“The Trojan War” is an interesting contrast to some of Barry Strauss’s other works. As always, Strauss is extremely readable and offers fresh insight and analysis. In this book, however, he has to fill in historical gaps to a much greater degree. We know a lot more about Salamis, Caesar and Spartacus, some of the subjects of his other books, than we know about the Trojan War, which we know about from exactly two sources: mythic poetry, mostly Homer, and archaeology.
Strauss in this book re-tells the story of the “Iliad,” while supplementing it with insights informed by modern archaeology. He tries to bridge the gap between myth and history, with the result that he creates less of a history book and more of a commentary on a famous (semi-?) fictional work.
We objectively know very little about Troy in the Bronze Age, and less about the Trojan War specifically. Strauss knows this, of course, but he says that archaeology shows that even if Homer’s characters weren’t real, there existed people like them, and so “this book will refer to Homer’s characters as real-life individuals.” What this means is that “The Trojan War” is largely a dramatic narration of and commentary on events as they might have happened, relying primarily on the “Iliad” as its source. (Strauss does not rely on the “Iliad” as his only ancient source. He also uses other portions of the Epic Cycle, a series of mostly-lost poems by various ancient authors on the Trojan War, of which only the “Iliad” and the “Odyssey” wholly survive.) Strauss is pretty good at such dramatic narration (unlike Adrienne Mayor in her awful “The Poison King,” about Mithradates of Pontus, which attempted much the same thing with zero success). But the effect is jarring at times, because it is largely written as fresh, Strauss-written fiction supplementing the “Iliad.”
Despite the jarring, for the most part, Strauss succeeds. He weaves descriptions of Homeric characters as real people with explanations of what informed, or may have informed, their actions in the context of the times, based on objective data. For example, pointing out that we moderns tend to reject out of hand the idea that the Trojan War began purely from a fight over a woman, he notes that “The Bronze Age was an era that preferred to put things in personal terms rather than abstractions,” citing inscriptions of Hittite kings. At the same time, Strauss explains the larger motives of the Trojans by reference to their trade networks and habits, their geographic position, and the allies and enemies around them. And his comments on the techniques of war and the habits of peace bring the era alive, even if we cannot be sure of the complete accuracy of the picture.

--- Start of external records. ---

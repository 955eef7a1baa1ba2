//! Transport error taxonomy.
//!
//! Errors are `Clone` because a single connection-level failure fans out to
//! every registered subscriber sink, and the most recent network error is
//! additionally retained on the transport (the "sticky" error) until the next
//! successful connect.

use std::fmt;

/// Errors surfaced by the transport, either as a `send` failure or through a
/// per-operation result sink.
#[derive(Debug, Clone, PartialEq, Eq)]
pub enum TransportError {
    /// An inbound frame could not be mapped to a known message kind, or a
    /// required field was missing. Carries the raw frame text.
    UnprocessedMessage(String),
    /// A well-formed `data`/`next`/`error` frame addressed an operation but
    /// carried neither a payload nor an error.
    NeitherErrorNorPayloadReceived,
    /// The socket disconnected with an error.
    Network(String),
    /// Malformed JSON or a broken message envelope.
    Parse(String),
}

impl fmt::Display for TransportError {
    fn fmt(&self, f: &mut fmt::Formatter<'_>) -> fmt::Result {
        match self {
            Self::UnprocessedMessage(raw) => write!(f, "Unprocessed message: {raw}"),
            Self::NeitherErrorNorPayloadReceived => {
                write!(f, "Neither error nor payload received")
            }
            Self::Network(msg) => write!(f, "Network error: {msg}"),
            Self::Parse(msg) => write!(f, "Parse error: {msg}"),
        }
    }
}

impl std::error::Error for TransportError {}

#[cfg(test)]
mod tests {
    use super::*;

    #[test]
    fn test_display_includes_raw_text() {
        let err = TransportError::UnprocessedMessage("{\"type\":\"nope\"}".to_string());
        assert!(err.to_string().contains("{\"type\":\"nope\"}"));
    }

    #[test]
    fn test_errors_are_cloneable_for_broadcast() {
        let err = TransportError::Network("connection reset".to_string());
        let copy = err.clone();
        assert_eq!(err, copy);
    }
}
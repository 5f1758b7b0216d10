//! 库存可见性策略表
//!
//! Who sees which lots is a first-class policy, not ad-hoc filtering in
//! handlers:
//!
//! | 角色 | 可见范围 |
//! |------|----------|
//! | national | `level = national` 的批次, 外加旧系统遗留的无层级且无大区的行 |
//! | regional | 本大区内 `level = regional` 的批次 |
//! | district | 本卫生中心的全部批次 (机构管理员) |
//! | agent | 本卫生中心的批次; `assigned_only` 员工只看分配给自己的 |
//!
//! The same scope drives both `GET /api/stocks` and per-lot write
//! authorization, so read and write visibility cannot drift apart.

use shared::{Role, StockLevel};

use crate::auth::CurrentUser;
use crate::db::models::StockLot;
use crate::utils::{AppError, AppResult};

/// Resolved visibility scope of one actor
#[derive(Debug, Clone, PartialEq, Eq)]
pub enum Scope {
    National,
    Region(String),
    HealthCenter {
        health_center: String,
        /// `Some(user_id)` restricts to lots assigned to that user
        assigned_to: Option<String>,
    },
}

/// Resolve the scope for an actor; fails when the claims are missing the
/// location the role requires.
pub fn scope_for(user: &CurrentUser) -> AppResult<Scope> {
    match user.role {
        Role::National => Ok(Scope::National),
        Role::Regional => {
            let region = user
                .region
                .clone()
                .ok_or_else(|| AppError::validation("Regional account has no region"))?;
            Ok(Scope::Region(region))
        }
        Role::District => {
            let health_center = user.health_center.clone().ok_or_else(|| {
                AppError::validation("District account has no health center")
            })?;
            Ok(Scope::HealthCenter {
                health_center,
                assigned_to: None,
            })
        }
        Role::Agent => {
            let health_center = user.health_center.clone().ok_or_else(|| {
                AppError::validation("Agent account has no health center")
            })?;
            let assigned_to = user.assigned_only.then(|| user.id.clone());
            Ok(Scope::HealthCenter {
                health_center,
                assigned_to,
            })
        }
    }
}

/// Whether one lot falls inside the actor's scope
pub fn can_access(user: &CurrentUser, lot: &StockLot) -> bool {
    match scope_for(user) {
        Ok(scope) => lot_in_scope(&scope, lot),
        Err(_) => false,
    }
}

fn lot_in_scope(scope: &Scope, lot: &StockLot) -> bool {
    match scope {
        Scope::National => {
            lot.level == Some(StockLevel::National)
                || (lot.level.is_none() && lot.region.is_none())
        }
        Scope::Region(region) => {
            lot.level == Some(StockLevel::Regional) && lot.region.as_deref() == Some(region)
        }
        Scope::HealthCenter {
            health_center,
            assigned_to,
        } => {
            if lot.health_center.as_deref() != Some(health_center) {
                return false;
            }
            match assigned_to {
                Some(user_id) => lot.assigned_to.as_deref() == Some(user_id),
                None => true,
            }
        }
    }
}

As with his other books, Strauss gives excellent and lively descriptions not only of how people in the ancient world acted, but highlights how that was different from and how it was similar to us today. Warfare was constant and nasty, especially to civilians, and expected to be so. Mercy was not a valued or recognized quality. The gods were omnipresent. But if the philosophies were different, people still had the same natures and types that we do, and they are recognizable, which is, of course, why the Iliad has always been regarded as among the great works of world literature. We all know impulsive and arrogant pretty-boys like Paris; aggressive brawlers like Ajax; clever men like Odysseus. If nothing else, even if it is not a “new history,” the reader comes away from this short book with a deeper and more complex understanding of the “Iliad” itself, which is no small thing.